The London-based NGO Global Witness said it had seen documents about a scheme to "redraw the boundaries" of the fabled Salonga and Virunga national parks, home to many of the planet's endangered species.
The move would remove protected status from areas for which oil licences have been awarded, thus enabling exploration there to go ahead, it said yesterday.
A special commission of ministers and DRC civil servants met on April 27 to push through the plan, it said.
The group said documents signed by DRC's oil minister, Aime Ngoi Muken, set out the legal framework for changing the areas' status.
"The proposals ride roughshod over Congo's UNESCO commitments and are incompatible with the parks' World Heritage Status," Global Witness said.
More than a fifth of the Virunga National Park, the oldest wildlife reserve in Africa, would be affected by the reclassification, it said.

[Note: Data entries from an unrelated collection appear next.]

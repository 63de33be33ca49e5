// crates/engine_core/src/renderer/art.rs
//! Expands each `VisualKind` into the handful of flat shapes it is drawn with.
//!
//! Offsets are in game units relative to the item's rect, so the art scales
//! with the window like everything else.

use engine_shared::{DrawItem, DrawList, Rgb, VisualKind};

use super::types::InstanceRaw;

#[repr(u32)]
#[derive(Debug, Clone, Copy, PartialEq, Eq)]
pub enum Shape {
    Rect = 0,
    Ellipse = 1,
    /// Pointing right, base on the left edge.
    Triangle = 2,
    /// Five points, one straight up.
    Star = 3,
}

#[derive(Debug, Clone, Copy, PartialEq)]
pub struct Primitive {
    pub x: f32,
    pub y: f32,
    pub w: f32,
    pub h: f32,
    pub color: Rgb,
    pub alpha: f32,
    pub shape: Shape,
}

impl Primitive {
    pub fn raw(&self) -> InstanceRaw {
        InstanceRaw {
            rect: [self.x, self.y, self.w, self.h],
            color: self.color.to_linear(self.alpha).to_array(),
            shape: self.shape as u32,
        }
    }
}

const DIM_ALPHA: f32 = 150.0 / 255.0;
const VEIL_ALPHA: f32 = 0.5;
const EYE_WHITE: Rgb = Rgb::WHITE;
const PUPIL: Rgb = Rgb::BLACK;
const COIN_SHINE: Rgb = Rgb::new(255, 255, 200);

/// Draws relative to one item's top-left corner.
struct Painter<'a> {
    ox: f32,
    oy: f32,
    out: &'a mut Vec<Primitive>,
}

impl Painter<'_> {
    fn shape(&mut self, shape: Shape, dx: f32, dy: f32, w: f32, h: f32, color: Rgb, alpha: f32) {
        self.out.push(Primitive {
            x: self.ox + dx,
            y: self.oy + dy,
            w,
            h,
            color,
            alpha,
            shape,
        });
    }

    fn rect(&mut self, dx: f32, dy: f32, w: f32, h: f32, color: Rgb) {
        self.shape(Shape::Rect, dx, dy, w, h, color, 1.0);
    }

    fn ellipse(&mut self, dx: f32, dy: f32, w: f32, h: f32, color: Rgb) {
        self.shape(Shape::Ellipse, dx, dy, w, h, color, 1.0);
    }

    fn outline(&mut self, w: f32, h: f32, thickness: f32, color: Rgb) {
        self.rect(0.0, 0.0, w, thickness, color);
        self.rect(0.0, h - thickness, w, thickness, color);
        self.rect(0.0, thickness, thickness, h - 2.0 * thickness, color);
        self.rect(w - thickness, thickness, thickness, h - 2.0 * thickness, color);
    }
}

pub fn expand(item: &DrawItem, out: &mut Vec<Primitive>) {
    let r = item.rect;
    let (w, h) = (r.w as f32, r.h as f32);
    let (primary, secondary) = (item.palette.primary, item.palette.secondary);
    let mut p = Painter { ox: r.x as f32, oy: r.y as f32, out };

    match item.kind {
        VisualKind::Sky | VisualKind::ControlsBar => p.rect(0.0, 0.0, w, h, primary),
        VisualKind::Cloud => {
            p.ellipse(0.0, 20.0, 100.0, 40.0, primary);
            p.ellipse(30.0, 0.0, 80.0, 40.0, primary);
            p.ellipse(60.0, 30.0, 70.0, 30.0, primary);
        }
        VisualKind::Sun => p.ellipse(0.0, 0.0, w, h, primary),
        VisualKind::Moon => {
            // Crescent: the sky-coloured disc bites into the lit one.
            p.ellipse(0.0, 0.0, w, h, primary);
            p.ellipse(w * 0.25, -h * 0.15, w * 0.9, h * 0.9, secondary);
        }
        VisualKind::Star { lit } => {
            if lit {
                p.shape(Shape::Ellipse, -2.0, -2.0, w + 4.0, h + 4.0, secondary, 0.6);
            }
            p.ellipse(0.0, 0.0, w, h, primary);
        }
        VisualKind::Ground => {
            p.rect(0.0, 0.0, w, h, primary);
            p.rect(0.0, 0.0, w, 10.0_f32.min(h), secondary);
        }
        VisualKind::Platform => {
            p.rect(0.0, 0.0, w, h, primary);
            p.outline(w, h, 2.0, secondary);
            let grain = primary.darken(30);
            let mut i = 15.0;
            while i < w - 2.0 {
                p.rect(i, 2.0, 1.0, h - 4.0, grain);
                i += 15.0;
            }
        }
        VisualKind::Player { veiled } => {
            p.rect(5.0, 10.0, 25.0, 30.0, primary);
            p.ellipse(9.0, 0.0, 16.0, 16.0, secondary);
            p.ellipse(11.0, 4.0, 4.0, 4.0, PUPIL);
            p.ellipse(19.0, 4.0, 4.0, 4.0, PUPIL);
            p.rect(8.0, 40.0, 8.0, 10.0, Rgb::BROWN);
            p.rect(19.0, 40.0, 8.0, 10.0, Rgb::BROWN);
            if veiled {
                p.shape(Shape::Rect, 0.0, 0.0, w, h, Rgb::WHITE, VEIL_ALPHA);
            }
        }
        VisualKind::Coin => {
            p.ellipse(0.0, 0.0, w, h, primary);
            p.ellipse(w * 0.16, h * 0.16, w * 0.64, h * 0.64, secondary);
            p.ellipse(w * 0.2, h * 0.2, w * 0.32, h * 0.16, COIN_SHINE);
        }
        VisualKind::Enemy => {
            p.ellipse(2.0, 2.0, w - 4.0, h - 4.0, primary);
            p.ellipse(9.0, 9.0, 10.0, 10.0, EYE_WHITE);
            p.ellipse(21.0, 9.0, 10.0, 10.0, EYE_WHITE);
            p.ellipse(12.0, 12.0, 4.0, 4.0, PUPIL);
            p.ellipse(24.0, 12.0, 4.0, 4.0, PUPIL);
            p.rect(12.0, 26.0, 16.0, 2.0, PUPIL);
        }
        VisualKind::FinishFlag => {
            p.rect(12.0, 0.0, 6.0, h, primary);
            p.shape(Shape::Triangle, 18.0, 10.0, 10.0, 20.0, secondary, 1.0);
        }
        VisualKind::Dim => p.shape(Shape::Rect, 0.0, 0.0, w, h, primary, DIM_ALPHA),
        VisualKind::Button => {
            p.rect(0.0, 0.0, w, h, primary);
            p.outline(w, h, 2.0, Rgb::WHITE);
        }
        VisualKind::RatingStar => p.shape(Shape::Star, 0.0, 0.0, w, h, primary, 1.0),
    }
}

/// Flatten a whole draw list, back to front, into GPU instances.
pub fn build_instances(list: &DrawList, scratch: &mut Vec<Primitive>, out: &mut Vec<InstanceRaw>) {
    out.clear();
    for item in &list.items {
        scratch.clear();
        expand(item, scratch);
        out.extend(scratch.iter().map(Primitive::raw));
    }
}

The minister, asked to comment on the report by AFP, said he had "no knowledge about this scheme" but if it existed, "we are not afraid to embrace it." In February, said Global Witness, DRC President Joseph Kabila authorised oil blocks that partially overlap Salonga -- home to up to 40 per cent of the world's bonobo population.
Virunga's denizens include hippopotamus, elephants and some of the world's last remaining mountain gorillas.
In 2015, a British-listed oil company, Soco International, gained a licence to operate in a block in Virunga. It later announced it had ceased to hold the block after an outcry, Global Witness said.